[Dataset records]
//! Greedy, cost driven join ordering.
//!
//! Planning starts from the variables bound by query constants. Every atom with at least one
//! bound variable is on the frontier. The planner repeatedly resolves the frontier atom whose
//! cheapest unbound variable has the lowest estimated cardinality, anywhere on the frontier and
//! not only next to the previous atom. Resolving an atom binds all its variables, which may
//! pull new atoms onto the frontier.
//!
//! An atom whose bound attributes are an index prefix is resolved by a lookup. Any other atom is
//! joined with the cheapest [`JoinStrategy`](crate::cost::JoinStrategy) given the size of the
//! bound set and of the relation.
//!
//! When a resolution leaves the remaining atoms linked only through bound variables, they fall
//! apart into independent components. Each is planned on its own, and their results are merged
//! on the bound variables afterwards. Atoms sharing nothing with the rest of the query form
//! singleton components from the start, so planning never fails.
use std::collections::{BTreeMap, BTreeSet};

use itertools::Itertools;
use log::{debug, info, trace, warn};

use crate::config::PlannerConfig;
use crate::cost::{mul, CostModel};
use crate::estimate::{Basis, Estimate, Estimator};
use crate::exec::{execute, Answers};
use crate::plan::{explain_to_string, Access, ComponentPlan, Cut, Plan, Step};
use crate::query::{AtomId, QueryGraph, Var};

#[derive(Copy, Clone, Debug, PartialEq, Eq)]
enum AtomState {
    Unresolved,
    /// At least one variable is bound.
    Frontier,
    Resolved,
}

#[derive(Default)]
pub struct Planner {
    config: PlannerConfig,
    model: CostModel,
}

impl Planner {
    pub fn new(config: PlannerConfig) -> Self {
        let model = config.cost_model();
        Self { config, model }
    }

    pub fn config(&self) -> &PlannerConfig {
        &self.config
    }

    pub fn plan(&self, query: &QueryGraph) -> Plan {
        let estimator = Estimator::new(query);
        let bound: BTreeSet<Var> = query.constants().keys().cloned().collect();
        let atoms = (0..query.atoms().len()).collect_vec();

        let mut components = query
            .components(&atoms, &bound)
            .into_iter()
            .map(|group| self.plan_component(query, &estimator, group, &bound, 1.0))
            .collect_vec();
        components.sort_by(|a, b| a.estimate.total_cmp(&b.estimate));

        let plan = Plan::new(components);
        if self.config.explain {
            match explain_to_string(&plan) {
                Ok(tree) => info!("Plan for {} atoms:\n{}", atoms.len(), tree),
                Err(e) => warn!("Failed to explain plan: {}", e),
            }
        }
        plan
    }

    /// Plans and evaluates `query`.
    pub fn evaluate(&self, query: &QueryGraph) -> Answers {
        execute(&self.plan(query), query)
    }

    /// Plans one connected group of atoms, starting from `outer` bound variables and an
    /// estimated `input` bound tuples.
    fn plan_component(
        &self,
        query: &QueryGraph,
        estimator: &Estimator,
        atoms: Vec<AtomId>,
        outer: &BTreeSet<Var>,
        input: f64,
    ) -> ComponentPlan {
        let mut bound: BTreeSet<Var> = atoms
            .iter()
            .flat_map(|&a| query.atom(a).vars())
            .filter(|v| outer.contains(*v))
            .cloned()
            .collect();
        let inputs = bound.iter().cloned().collect_vec();
        let mut states: BTreeMap<AtomId, AtomState> =
            atoms.iter().map(|&a| (a, AtomState::Unresolved)).collect();
        let mut remaining = atoms.clone();
        let mut steps = Vec::with_capacity(atoms.len());
        let mut rows = input;

        while !remaining.is_empty() {
            for &a in &remaining {
                let atom = query.atom(a);
                let reached = atom.terms().is_empty() || atom.vars().any(|v| bound.contains(v));
                if reached && states[&a] == AtomState::Unresolved {
                    trace!("Atom {} joins the frontier", a);
                    states.insert(a, AtomState::Frontier);
                }
            }

            let frontier = remaining
                .iter()
                .copied()
                .filter(|a| states[a] == AtomState::Frontier)
                .collect_vec();
            let candidates = if frontier.is_empty() {
                trace!("Empty frontier, seeding from {:?}", remaining);
                remaining.clone()
            } else {
                frontier
            };

            let (atom, target, estimate) = best_candidate(query, estimator, &candidates, &bound);
            let step = self.resolve(query, estimator, atom, target, estimate, &bound, rows);
            debug!(
                "Resolved atom {} by {} with fanout {} at cost {}",
                atom, step.access, step.fanout, step.cost
            );

            rows = mul(rows, step.fanout);
            bound.extend(query.atom(atom).vars().cloned());
            remaining.retain(|&a| a != atom);
            states.insert(atom, AtomState::Resolved);
            trace!("Atom {} resolved", atom);
            steps.push(step);

            if remaining.len() > 1 {
                let groups = query.components(&remaining, &bound);
                if groups.len() > 1 {
                    return self.cut(query, estimator, atoms, inputs, steps, groups, &bound, rows);
                }
            }
        }

        ComponentPlan {
            atoms,
            inputs,
            steps,
            cut: None,
            estimate: rows,
        }
    }

    #[allow(clippy::too_many_arguments)]
    fn resolve(
        &self,
        query: &QueryGraph,
        estimator: &Estimator,
        atom: AtomId,
        target: Option<Var>,
        estimate: Estimate,
        bound: &BTreeSet<Var>,
        rows: f64,
    ) -> Step {
        let (access, cost) = match estimate.basis {
            Basis::Index { .. } => (Access::Lookup, self.model.lookup_cost(rows)),
            Basis::Degree { .. } | Basis::Extent => {
                let (strategy, cost) = self.model.choose(
                    rows,
                    estimator.extent(atom),
                    estimator.probe_rows(atom, bound),
                );
                (Access::Join(strategy), cost)
            }
        };

        Step {
            atom,
            label: query.atom(atom).to_string(),
            target,
            access,
            basis: estimate.basis,
            input: rows,
            fanout: estimate.cardinality,
            cost,
        }
    }

    /// Ends a component whose remaining atoms fell apart into `groups`.
    #[allow(clippy::too_many_arguments)]
    fn cut(
        &self,
        query: &QueryGraph,
        estimator: &Estimator,
        atoms: Vec<AtomId>,
        inputs: Vec<Var>,
        steps: Vec<Step>,
        groups: Vec<Vec<AtomId>>,
        bound: &BTreeSet<Var>,
        rows: f64,
    ) -> ComponentPlan {
        let keys = groups
            .iter()
            .flatten()
            .flat_map(|&a| query.atom(a).vars())
            .filter(|v| bound.contains(*v))
            .unique()
            .sorted()
            .cloned()
            .collect_vec();
        debug!(
            "Query graph split into {} components on {:?}",
            groups.len(),
            keys.iter().map(Var::name).collect_vec()
        );

        let mut components = groups
            .into_iter()
            .map(|group| self.plan_component(query, estimator, group, bound, rows))
            .collect_vec();
        components.sort_by(|a, b| a.estimate.total_cmp(&b.estimate));

        let estimate = split_estimate(rows, components.iter().map(|c| c.estimate));

        ComponentPlan {
            atoms,
            inputs,
            steps,
            cut: Some(Cut { keys, components }),
            estimate,
        }
    }
}

/// Joint estimate of components that each start from the same `rows` bound tuples.
fn split_estimate(rows: f64, estimates: impl IntoIterator<Item = f64>) -> f64 {
    if rows == 0.0 {
        0.0
    } else if rows.is_finite() {
        estimates.into_iter().fold(rows, |acc, e| mul(acc, e / rows))
    } else {
        // Unbounded input stays unbounded unless a component is empty.
        estimates.into_iter().fold(rows, mul)
    }
}

/// Frontier atom and target variable with the lowest estimate.
///
/// Ties go to the estimate needing fewer bound variables, then to the lower atom id and the
/// earlier variable.
fn best_candidate(
    query: &QueryGraph,
    estimator: &Estimator,
    candidates: &[AtomId],
    bound: &BTreeSet<Var>,
) -> (AtomId, Option<Var>, Estimate) {
    candidates
        .iter()
        .flat_map(|&a| {
            let unbound = query
                .atom(a)
                .vars()
                .filter(|v| !bound.contains(*v))
                .cloned()
                .collect_vec();
            if unbound.is_empty() {
                vec![(a, None, estimator.estimate(a, None, bound))]
            } else {
                unbound
                    .into_iter()
                    .map(|v| {
                        let e = estimator.estimate(a, Some(&v), bound);
                        (a, Some(v), e)
                    })
                    .collect_vec()
            }
        })
        .min_by(|(_, _, x), (_, _, y)| {
            x.cardinality
                .total_cmp(&y.cardinality)
                .then(x.required.cmp(&y.required))
        })
        .unwrap_or_else(|| {
            let a = candidates[0];
            (a, None, estimator.estimate(a, None, bound))
        })
}
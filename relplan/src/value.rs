//! Attribute values and tuples.

use derive_more::{Display, From};
use smallvec::SmallVec;
use strum_macros::{Display as StrumDisplay, EnumString};

/// One attribute value. Values are only compared and hashed, never type checked.
#[derive(Clone, Debug, Display, From, Hash, PartialEq, Eq, PartialOrd, Ord)]
pub enum Value {
    Int(i64),
    #[display(fmt = "{:?}", _0)]
    Str(String),
}

impl From<i32> for Value {
    fn from(i: i32) -> Self {
        Value::Int(i.into())
    }
}

impl From<&str> for Value {
    fn from(s: &str) -> Self {
        Value::Str(s.to_string())
    }
}

/// Declared attribute type tag.
#[derive(Copy, Clone, Debug, Hash, PartialEq, Eq, EnumString, StrumDisplay)]
#[strum(serialize_all = "lowercase")]
pub enum DataType {
    Int,
    Str,
}

pub type Tuple = SmallVec<[Value; 4]>;
//! Planner configuration.
use anyhow::Context;
use enumset::EnumSet;
use serde::Deserialize;

use crate::cost::{CostConstants, CostModel, JoinStrategy};
use crate::error::RelResult;

#[derive(Clone, Debug, PartialEq, Deserialize)]
#[serde(default)]
pub struct PlannerConfig {
    pub costs: CostConstants,
    /// Strategies the planner may pick for joins.
    pub strategies: Vec<JoinStrategy>,
    /// Log every finished plan tree.
    pub explain: bool,
}

impl Default for PlannerConfig {
    fn default() -> Self {
        Self {
            costs: CostConstants::default(),
            strategies: EnumSet::<JoinStrategy>::all().iter().collect(),
            explain: false,
        }
    }
}

impl PlannerConfig {
    pub fn from_yaml(yaml: &str) -> RelResult<Self> {
        serde_yaml::from_str(yaml).context("Failed to parse planner config")
    }

    pub fn cost_model(&self) -> CostModel {
        CostModel::new(self.costs).with_strategies(self.strategies.iter().copied().collect())
    }
}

[How to complete this task] Using the data above, copy each line that contains "info".

[Your solution]
use log::{debug, info, trace, warn};
                Ok(tree) => info!("Plan for {} atoms:\n{}", atoms.len(), tree),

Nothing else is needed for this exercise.